A new study evaluated the safety of succinylcholine alternatives for pediatric patients who require neuromuscular blockade for treatment.

With dentists forced to look for alternatives to succinylcholine, a study presented at the recent European Society of Anaesthesiology's Euroanaesthesia 2015 Congress in Berlin evaluated the safety and efficacy of an alternative, neuromuscular blockade with rocuronium and reversing that blockade with sugammadex.

More than 50 patients ages 2 to 10 who were scheduled for outpatient treatment of three or more teeth were enrolled in the study. Almost 75% (38) of the children were younger than 4 at the time of the study. Treatments lasted an average of just under two hours (about 112 minutes).

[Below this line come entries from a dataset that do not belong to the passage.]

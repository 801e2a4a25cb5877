//! Line-oriented reader for the `[Desktop Entry]` section.
//!
//! Malformed lines are skipped, never reported. A file that cannot be read
//! produces an empty field set and a warning so that one broken launcher
//! never stops a directory listing.

use super::entry::{DescriptorFields, DesktopDescriptor};
use crate::config::AppConfig;
use std::fs;
use std::path::Path;
use tracing::warn;

/// Parse descriptor text into the fields of its `[Desktop Entry]` section.
pub fn parse_descriptor_text(text: &str) -> DescriptorFields {
    let mut fields = DescriptorFields::default();
    let mut section: Option<&str> = None;

    for raw_line in text.lines() {
        let line = raw_line.trim_end();
        if line.is_empty() || line.starts_with('#') {
            continue;
        }

        if let Some(name) = line.strip_prefix('[').and_then(|l| l.strip_suffix(']')) {
            section = Some(name);
            continue;
        }

        if section != Some(AppConfig::DESKTOP_SECTION) {
            continue;
        }

        if let Some((key, value)) = line.split_once('=') {
            fields.insert(key.trim(), value.trim());
        }
    }

    fields
}

/// Read and parse a descriptor file.
///
/// Never fails: read errors are logged and yield an empty field set.
pub fn parse_descriptor(path: &Path) -> DesktopDescriptor {
    let fields = match fs::read_to_string(path) {
        Ok(text) => parse_descriptor_text(&text),
        Err(e) => {
            warn!("Failed to read descriptor {}: {}", path.display(), e);
            DescriptorFields::default()
        }
    };
    DesktopDescriptor::new(path, fields)
}
//! appdrawer core - headless management of custom application launchers.
//!
//! Creates, edits, imports, lists and deletes `.desktop` entries in the
//! user's application menu directory. Only entries carrying the private
//! `X-Custom-Added=1` marker are ever listed, edited or deleted, so system
//! launchers are left alone.
//!
//! The crate has no UI. A front end (the `appdrawer` CLI, or a GUI toolkit)
//! collects the user's input and calls into [`LauncherManager`].
//!
//! # Example
//!
//! ```rust,no_run
//! use appdrawer_core::{CreateRequest, LauncherManager, Wrapper};
//!
//! fn main() -> appdrawer_core::Result<()> {
//!     let manager = LauncherManager::for_current_user()?;
//!
//!     let mut request = CreateRequest::new("Backup", "/home/me/bin/backup.sh");
//!     request.wrapper = Wrapper::Auto;
//!     request.arguments = "--quiet".to_string();
//!     let path = manager.write_new(&request)?;
//!     println!("Created {}", path.display());
//!
//!     for entry in manager.list_managed() {
//!         println!("{}", entry.display_name());
//!     }
//!     Ok(())
//! }
//! ```

pub mod catalog;
pub mod command;
pub mod config;
pub mod descriptor;
pub mod error;
pub mod import;
pub mod manager;
pub mod platform;
pub mod writer;

// Re-export commonly used types
pub use command::{build_command, suggest_display_name, suggest_wrapper, tokenize_arguments, Wrapper};
pub use config::{AppConfig, DrawerContext};
pub use descriptor::{parse_descriptor, DescriptorFields, DescriptorSummary, DesktopDescriptor};
pub use error::{DrawerError, ErrorKind, Result};
pub use manager::{CreateRequest, DeleteOutcome, LauncherManager};
pub use writer::LauncherFields;
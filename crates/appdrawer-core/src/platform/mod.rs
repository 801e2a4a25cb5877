//! Platform abstraction layer.
//!
//! All `#[cfg]` blocks for OS-specific behavior live here rather than being
//! scattered through the descriptor code.
//!
//! - `paths` - per-user launcher and icon directories
//! - `permissions` - execute bits and descriptor file modes

pub mod paths;
pub mod permissions;

pub use paths::{apps_dir, icon_staging_dir};
pub use permissions::{add_execute_bits, is_executable, set_mode};
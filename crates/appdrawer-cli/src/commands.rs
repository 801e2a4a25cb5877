//! Subcommand handlers.

use crate::output;
use crate::Command;
use appdrawer_core::{
    suggest_display_name, CreateRequest, DeleteOutcome, DrawerContext, LauncherFields,
    LauncherManager, Wrapper,
};
use clap::Args as ClapArgs;
use std::io::{self, Write};
use std::path::PathBuf;

#[derive(ClapArgs, Debug)]
pub struct CreateArgs {
    /// Script or executable to launch
    #[arg(long)]
    pub target: PathBuf,

    /// Menu name (derived from the target file name when omitted)
    #[arg(long)]
    pub name: Option<String>,

    /// Auto, Direct, or an interpreter name
    #[arg(long, default_value = "Auto")]
    pub wrapper: String,

    /// Extra arguments, split with shell rules
    #[arg(long, default_value = "", allow_hyphen_values = true)]
    pub args: String,

    #[arg(long)]
    pub comment: Option<String>,

    /// Icon theme name or image path
    #[arg(long)]
    pub icon: Option<String>,

    /// Semicolon-separated categories
    #[arg(long)]
    pub categories: Option<String>,

    /// Run in a terminal
    #[arg(long)]
    pub terminal: bool,

    /// Leave the target's permissions alone
    #[arg(long)]
    pub no_mark_executable: bool,
}

#[derive(ClapArgs, Debug)]
pub struct EditArgs {
    /// Managed .desktop file to rewrite
    pub path: PathBuf,

    #[arg(long)]
    pub name: Option<String>,

    /// Complete Exec line
    #[arg(long, allow_hyphen_values = true)]
    pub exec: Option<String>,

    #[arg(long)]
    pub comment: Option<String>,

    #[arg(long)]
    pub icon: Option<String>,

    #[arg(long)]
    pub categories: Option<String>,

    #[arg(long)]
    pub terminal: Option<bool>,
}

impl CreateArgs {
    fn into_request(self) -> anyhow::Result<CreateRequest> {
        let wrapper: Wrapper = self.wrapper.parse()?;
        let name = self
            .name
            .unwrap_or_else(|| suggest_display_name(&self.target));
        Ok(CreateRequest {
            name,
            target: Some(self.target),
            wrapper,
            arguments: self.args,
            comment: self.comment,
            icon: self.icon,
            categories: self.categories,
            terminal: self.terminal,
            mark_executable: !self.no_mark_executable,
        })
    }
}

impl EditArgs {
    /// Overlay the given flags on the entry's current fields.
    fn merge_into(self, mut fields: LauncherFields) -> LauncherFields {
        if let Some(name) = self.name {
            fields.name = name;
        }
        if let Some(exec) = self.exec {
            fields.exec = exec;
        }
        if let Some(terminal) = self.terminal {
            fields.terminal = terminal;
        }
        // An empty value clears the optional key
        if self.comment.is_some() {
            fields.comment = self.comment;
        }
        if self.icon.is_some() {
            fields.icon = self.icon;
        }
        if self.categories.is_some() {
            fields.categories = self.categories;
        }
        fields
    }
}

/// Run one subcommand, writing its report to stdout.
pub fn run(command: Command, ctx: DrawerContext) -> anyhow::Result<()> {
    let stdout = io::stdout();
    let mut out = stdout.lock();
    execute(command, &LauncherManager::new(ctx), &mut out)
}

pub fn execute(
    command: Command,
    manager: &LauncherManager,
    out: &mut impl Write,
) -> anyhow::Result<()> {
    match command {
        Command::List { json } => {
            let entries = manager.list_managed();
            let summaries: Vec<_> = entries
                .iter()
                .map(|entry| entry.summary(manager.context()))
                .collect();
            if json {
                output::write_json(out, &summaries)?;
            } else {
                output::write_table(out, &summaries)?;
            }
        }
        Command::Show { path, json } => {
            let descriptor = manager.parse(&path);
            if json {
                output::write_json(out, &descriptor.summary(manager.context()))?;
            } else {
                output::write_fields(out, &descriptor)?;
            }
        }
        Command::Create(args) => {
            let request = args.into_request()?;
            let path = manager.write_new(&request)?;
            writeln!(out, "Created {}", path.display())?;
        }
        Command::Edit(args) => {
            let path = args.path.clone();
            let current = LauncherFields::from_descriptor(&manager.parse(&path));
            let fields = args.merge_into(current);
            let saved = manager.write_edit(&path, &fields)?;
            writeln!(out, "Saved {}", saved.display())?;
        }
        Command::Delete { path } => match manager.delete(&path)? {
            DeleteOutcome::Removed => writeln!(out, "Deleted {}", path.display())?,
            DeleteOutcome::AlreadyAbsent => {
                writeln!(out, "Already removed {}", path.display())?
            }
        },
        Command::Import { path } => {
            let target = manager.import(&path)?;
            writeln!(out, "Imported {}", target.display())?;
        }
        Command::Command {
            target,
            wrapper,
            args,
        } => {
            let wrapper: Wrapper = wrapper.parse()?;
            writeln!(out, "{}", manager.build_command(Some(&target), &wrapper, &args))?;
        }
        Command::Wrappers => {
            for choice in Wrapper::PRESETS {
                writeln!(out, "{}", choice)?;
            }
        }
    }
    Ok(())
}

The researchers used 0.55 ± 0.02 mg/kg of rocuronium for neuromuscular blockade. At the end of treatment, 2 mg/kg of sugammadex was given. Sugammadex was approved for use in the European Union in 2008, but has yet to receive approval by the U.S. Food and Drug Administration.

The average time to reach neuromuscular blockade sufficient for intubation was 101.4 ± 3.6 seconds, according to the study authors. Conditions for intubation were rated as excellent (41 children) or good (11) in 99% of the children.

The authors reported no marked hemodynamic changes, arrhythmias, or other complications during tracheal intubation, nor was sugammadex accompanied by any reactions or complications. Average extubation time "with the possibility of transfer to spontaneous breathing and extubation" was 140.3 ± 13.1 seconds.

Rocuronium "provides optimal conditions for intubation of children without the risk of hemodynamic, anaphylactic reactions," concluded the authors, adding that sugammadex at the dose of 2 mg/kg "provides a complete, fast, and safe reversal of neuromuscular block in children."

The study was led by Vadim Gorokhovskiy of the Far Eastern State Medical University in Khabarovsk, Russia.